*** Data for this task ***

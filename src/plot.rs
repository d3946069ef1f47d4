//! Comparison charts and the tabular stdout dump.
//!
//! Each selector picks one variant out of the aggregated records and becomes
//! one line on the chart, plotted over its own native x-domain (row counts).
//! No alignment or interpolation is performed across series.

use std::path::Path;

use anyhow::{bail, Context, Result};
use plotters::prelude::*;

use crate::aggregate::AggregatedRecord;

/// Picks records whose variant equals `variant` and labels the resulting
/// chart series `label`.
#[derive(Debug, Clone)]
pub struct SeriesSelector {
    pub variant: String,
    pub label: String,
}

impl SeriesSelector {
    pub fn new(variant: impl Into<String>, label: impl Into<String>) -> Self {
        Self {
            variant: variant.into(),
            label: label.into(),
        }
    }
}

fn series_points(records: &[AggregatedRecord], variant: &str) -> Vec<(u64, f64)> {
    records
        .iter()
        .filter(|r| r.variant == variant)
        .map(|r| (r.rows(), r.time_ms))
        .collect()
}

/// Render one comparison chart to `destination` (SVG) and, when `dump` is
/// set, print a `label / size, time (ms)` table per selector to stdout in
/// selector order.
pub fn render(
    records: &[AggregatedRecord],
    selectors: &[SeriesSelector],
    title: &str,
    destination: &Path,
    dump: bool,
) -> Result<()> {
    let series: Vec<(&SeriesSelector, Vec<(u64, f64)>)> = selectors
        .iter()
        .map(|sel| (sel, series_points(records, &sel.variant)))
        .collect();

    if series.iter().all(|(_, points)| points.is_empty()) {
        bail!("no aggregated records match any selector");
    }

    if dump {
        for (sel, points) in &series {
            println!("{}", sel.label);
            println!("size, time (ms)");
            for (rows, time_ms) in points {
                println!("{rows}, {time_ms}");
            }
        }
    }

    let max_x = series
        .iter()
        .flat_map(|(_, points)| points.iter().map(|&(rows, _)| rows as f64))
        .fold(1.0_f64, f64::max);
    let max_y = series
        .iter()
        .flat_map(|(_, points)| points.iter().map(|&(_, time_ms)| time_ms))
        .fold(0.0_f64, f64::max);

    let root = SVGBackend::new(destination, (1000, 600)).into_drawing_area();
    root.fill(&WHITE)?;

    let mut chart = ChartBuilder::on(&root)
        .caption(title, ("sans-serif", 28))
        .margin(20)
        .x_label_area_size(50)
        .y_label_area_size(80)
        .build_cartesian_2d(0.0..max_x * 1.05, 0.0..max_y * 1.1)?;

    chart
        .configure_mesh()
        .x_desc("size")
        .y_desc("time (ms)")
        .label_style(("sans-serif", 16))
        .draw()?;

    for (idx, (sel, points)) in series.iter().enumerate() {
        if points.is_empty() {
            continue;
        }
        let color: RGBAColor = Palette99::pick(idx).to_rgba();
        let data: Vec<(f64, f64)> = points
            .iter()
            .map(|&(rows, time_ms)| (rows as f64, time_ms))
            .collect();

        chart
            .draw_series(LineSeries::new(data.clone(), color.stroke_width(2)))?
            .label(sel.label.clone())
            .legend(move |(x, y)| {
                PathElement::new(vec![(x, y), (x + 20, y)], color.stroke_width(2))
            });
        chart.draw_series(
            data.iter()
                .map(|&point| Circle::new(point, 4, color.filled())),
        )?;
    }

    chart
        .configure_series_labels()
        .position(SeriesLabelPosition::UpperLeft)
        .background_style(WHITE.mix(0.8))
        .border_style(BLACK)
        .label_font(("sans-serif", 16))
        .draw()?;

    root.present()
        .with_context(|| format!("writing chart to {}", destination.display()))?;
    Ok(())
}
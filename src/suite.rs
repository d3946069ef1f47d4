//! The benchmark suite: wires dataset generation, the timed decode loop and
//! the report store together for a sweep of sizes.

use log::info;

use crate::codec;
use crate::dataset;
use crate::error::{BenchError, Result};
use crate::harness::{measure, BenchConfig};
use crate::report::{BenchmarkKey, ReportStore, MAX_SIZE_EXP};
use crate::schema::FieldKind;

/// One completed measurement, already persisted to the store.
#[derive(Debug, Clone)]
pub struct SuiteOutcome {
    pub key: BenchmarkKey,
    pub mean_ns: f64,
}

/// One full decode pass over `buffer`, materializing every row and checking
/// the materialized count against the dataset's.
fn decode_pass(buffer: &[u8], expected_rows: usize) -> Result<usize> {
    let (_, values) = codec::decode_rows(buffer)?;
    if values.len() != expected_rows {
        return Err(BenchError::RowCountMismatch {
            expected: expected_rows,
            got: values.len(),
        });
    }
    Ok(values.len())
}

/// Run the decode suite for `series` across every kind and size exponent.
///
/// For each (kind, exponent): generate `2^exponent` rows, verify one untimed
/// decode pass, measure `cfg.trials` timed passes, persist the mean under
/// `(series, kind, exponent)`. A decode failure aborts the whole run; a
/// filesystem failure aborts that save.
pub fn run(
    cfg: &BenchConfig,
    series: &str,
    kinds: &[FieldKind],
    store: &ReportStore,
) -> Result<Vec<SuiteOutcome>> {
    let mut outcomes = Vec::new();

    for &kind in kinds {
        for exp in cfg.size_exponents() {
            if exp > MAX_SIZE_EXP {
                return Err(BenchError::SizeExponentTooLarge(exp));
            }
            let rows = usize::try_from(1u64 << exp)
                .map_err(|_| BenchError::SizeExponentTooLarge(exp))?;
            let ds = dataset::generate(kind, rows, cfg.seed)?;

            decode_pass(&ds.buffer, rows)?;
            let measured = measure(cfg.trials, || decode_pass(&ds.buffer, rows))?;

            let key = BenchmarkKey::new(series, kind.as_str(), exp)?;
            store.save(&key, measured.mean_ns)?;
            info!(
                "{series}/{}/2^{exp}: {:.3} ns over {} trials",
                kind.as_str(),
                measured.mean_ns,
                measured.trials
            );

            outcomes.push(SuiteOutcome {
                key,
                mean_ns: measured.mean_ns,
            });
        }
    }

    Ok(outcomes)
}

#[cfg(test)]
mod tests {
    use super::*;
    use crate::aggregate;
    use tempfile::tempdir;

    #[test]
    fn suite_persists_a_report_per_size() {
        let dir = tempdir().unwrap();
        let store = ReportStore::new(dir.path());
        let cfg = BenchConfig {
            trials: 3,
            seed: 1,
            min_exp: 0,
            max_exp: 4,
            step: 2,
        };

        let outcomes = run(&cfg, "rowbin", &[FieldKind::Utf8], &store).unwrap();
        assert_eq!(outcomes.len(), 3);
        assert!(outcomes.iter().all(|o| o.mean_ns >= 0.0));

        let agg = aggregate::collect(dir.path());
        assert!(agg.failures.is_empty());
        let mut exps: Vec<u32> = agg.records.iter().map(|r| r.size_exp).collect();
        exps.sort_unstable();
        assert_eq!(exps, vec![0, 2, 4]);
        assert!(agg.records.iter().all(|r| r.task == "rowbin"));
        assert!(agg.records.iter().all(|r| r.variant == "utf8"));
    }

    #[test]
    fn rejects_oversized_exponent_before_generating() {
        let dir = tempdir().unwrap();
        let store = ReportStore::new(dir.path());
        let cfg = BenchConfig {
            trials: 1,
            seed: 1,
            min_exp: 64,
            max_exp: 64,
            step: 1,
        };

        let err = run(&cfg, "rowbin", &[FieldKind::Int], &store).unwrap_err();
        assert!(matches!(err, BenchError::SizeExponentTooLarge(64)));
    }

    #[test]
    fn decode_pass_flags_row_count_mismatch() {
        let ds = dataset::generate(FieldKind::Int, 8, 0).unwrap();
        assert!(decode_pass(&ds.buffer, 8).is_ok());
        assert!(matches!(
            decode_pass(&ds.buffer, 9),
            Err(BenchError::RowCountMismatch { .. })
        ));
    }
}
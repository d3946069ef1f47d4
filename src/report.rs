//! The report interchange contract: benchmark keys, their on-disk path
//! encoding, and the JSON estimate files.
//!
//! One report leaf lives at `<root>/<series>/<variant>/<size_exp>/new/`
//! holding a single `estimates.json` with body
//! `{"mean": {"point_estimate": <nanoseconds>}}`. The layout matches what
//! criterion writes under `target/criterion/`, so criterion runs are valid
//! producers of this format.

use std::fs;
use std::io::Write;
use std::path::{Component, Path, PathBuf};

use serde::{Deserialize, Serialize};

use crate::error::{BenchError, Result};

/// Literal directory name marking a report leaf.
pub const LEAF_DIR: &str = "new";

/// Estimate file name inside a leaf.
pub const ESTIMATE_FILE: &str = "estimates.json";

/// Largest accepted size exponent. Row counts are `2^size_exp` in a `u64`,
/// so anything above 63 cannot name a representable row count and is treated
/// as malformed wherever it appears.
pub const MAX_SIZE_EXP: u32 = 63;

/// Logical key of one benchmark report.
///
/// The triple uniquely identifies one report leaf; writing the same key
/// twice overwrites (last-write-wins), never merges.
#[derive(Debug, Clone, PartialEq, Eq, Hash)]
pub struct BenchmarkKey {
    pub series: String,
    pub variant: String,
    pub size_exp: u32,
}

fn check_segment(segment: &str) -> Result<()> {
    if segment.is_empty() || segment.contains(['/', '\\']) {
        return Err(BenchError::InvalidKey(segment.to_string()));
    }
    Ok(())
}

impl BenchmarkKey {
    pub fn new(series: impl Into<String>, variant: impl Into<String>, size_exp: u32) -> Result<Self> {
        let series = series.into();
        let variant = variant.into();
        check_segment(&series)?;
        check_segment(&variant)?;
        if size_exp > MAX_SIZE_EXP {
            return Err(BenchError::SizeExponentTooLarge(size_exp));
        }
        Ok(Self {
            series,
            variant,
            size_exp,
        })
    }

    /// Serialize the key to its leaf directory path, relative to a root.
    pub fn relative_path(&self) -> PathBuf {
        Path::new(&self.series)
            .join(&self.variant)
            .join(self.size_exp.to_string())
            .join(LEAF_DIR)
    }

    /// Parse a leaf directory discovered under `root` back into its key.
    ///
    /// The leaf must be named [`LEAF_DIR`] and must have at least three
    /// ancestor segments below `root`; the segment before the leaf must be a
    /// non-negative integer no larger than [`MAX_SIZE_EXP`]. Anything else is
    /// malformed and yields an error,
    /// never a partial key. Leaves nested deeper than three segments are
    /// keyed by the last three, so foreign trees with extra grouping levels
    /// still parse.
    pub fn parse_leaf(root: &Path, leaf_dir: &Path) -> Result<Self> {
        let malformed = || BenchError::MalformedReportPath(leaf_dir.to_path_buf());

        let rel = leaf_dir.strip_prefix(root).map_err(|_| malformed())?;
        let mut segments = Vec::new();
        for component in rel.components() {
            match component {
                Component::Normal(s) => {
                    segments.push(s.to_str().ok_or_else(malformed)?.to_string())
                }
                _ => return Err(malformed()),
            }
        }

        if segments.last().map(String::as_str) != Some(LEAF_DIR) || segments.len() < 4 {
            return Err(malformed());
        }

        let size_segment = &segments[segments.len() - 2];
        let size_exp: u32 = size_segment
            .parse()
            .ok()
            .filter(|&exp| exp <= MAX_SIZE_EXP)
            .ok_or_else(|| BenchError::MalformedSizeSegment {
                path: leaf_dir.to_path_buf(),
                segment: size_segment.clone(),
            })?;

        Ok(Self {
            series: segments[segments.len() - 4].clone(),
            variant: segments[segments.len() - 3].clone(),
            size_exp,
        })
    }
}

/// Mean point estimate in nanoseconds. Extra fields (criterion writes many)
/// are ignored on read.
#[derive(Debug, Clone, Serialize, Deserialize)]
pub struct MeanEstimate {
    pub point_estimate: f64,
}

/// Body of an `estimates.json` report file.
#[derive(Debug, Clone, Serialize, Deserialize)]
pub struct RawEstimate {
    pub mean: MeanEstimate,
}

/// Writer side of the report tree. Sole owner of the tree during a
/// benchmark run; aggregators only ever read it.
#[derive(Debug, Clone)]
pub struct ReportStore {
    root: PathBuf,
}

impl ReportStore {
    pub fn new(root: impl Into<PathBuf>) -> Self {
        Self { root: root.into() }
    }

    pub fn root(&self) -> &Path {
        &self.root
    }

    /// Persist one estimate under `key`, replacing any prior report.
    ///
    /// The JSON is written to a temporary file in the leaf directory and
    /// renamed over `estimates.json`, so readers never observe a partial
    /// file. Returns the estimate file path.
    pub fn save(&self, key: &BenchmarkKey, mean_ns: f64) -> Result<PathBuf> {
        let leaf = self.root.join(key.relative_path());
        fs::create_dir_all(&leaf)?;

        let estimate = RawEstimate {
            mean: MeanEstimate {
                point_estimate: mean_ns,
            },
        };

        let mut tmp = tempfile::NamedTempFile::new_in(&leaf)?;
        serde_json::to_writer(&mut tmp, &estimate)?;
        tmp.flush()?;

        let path = leaf.join(ESTIMATE_FILE);
        tmp.persist(&path).map_err(|e| BenchError::Io(e.error))?;
        Ok(path)
    }
}

/// Load and validate the estimate stored in one leaf directory.
pub fn load_estimate(leaf_dir: &Path) -> Result<RawEstimate> {
    let path = leaf_dir.join(ESTIMATE_FILE);
    let bytes = fs::read(&path).map_err(|e| BenchError::CorruptReport {
        path: path.clone(),
        reason: e.to_string(),
    })?;
    serde_json::from_slice(&bytes).map_err(|e| BenchError::CorruptReport {
        path,
        reason: e.to_string(),
    })
}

*** End of Data for this task ***

> Task to carry out
Extract the first line above and each line after it up to and including the one with "x-domain (row counts).", please, exactly and with nothing else.

> Exercise result
filename src/plot.rs
repository d3946069ef1f47d4
//! Comparison charts and the tabular stdout dump.
//!
//! Each selector picks one variant out of the aggregated records and becomes
//! one line on the chart, plotted over its own native x-domain (row counts).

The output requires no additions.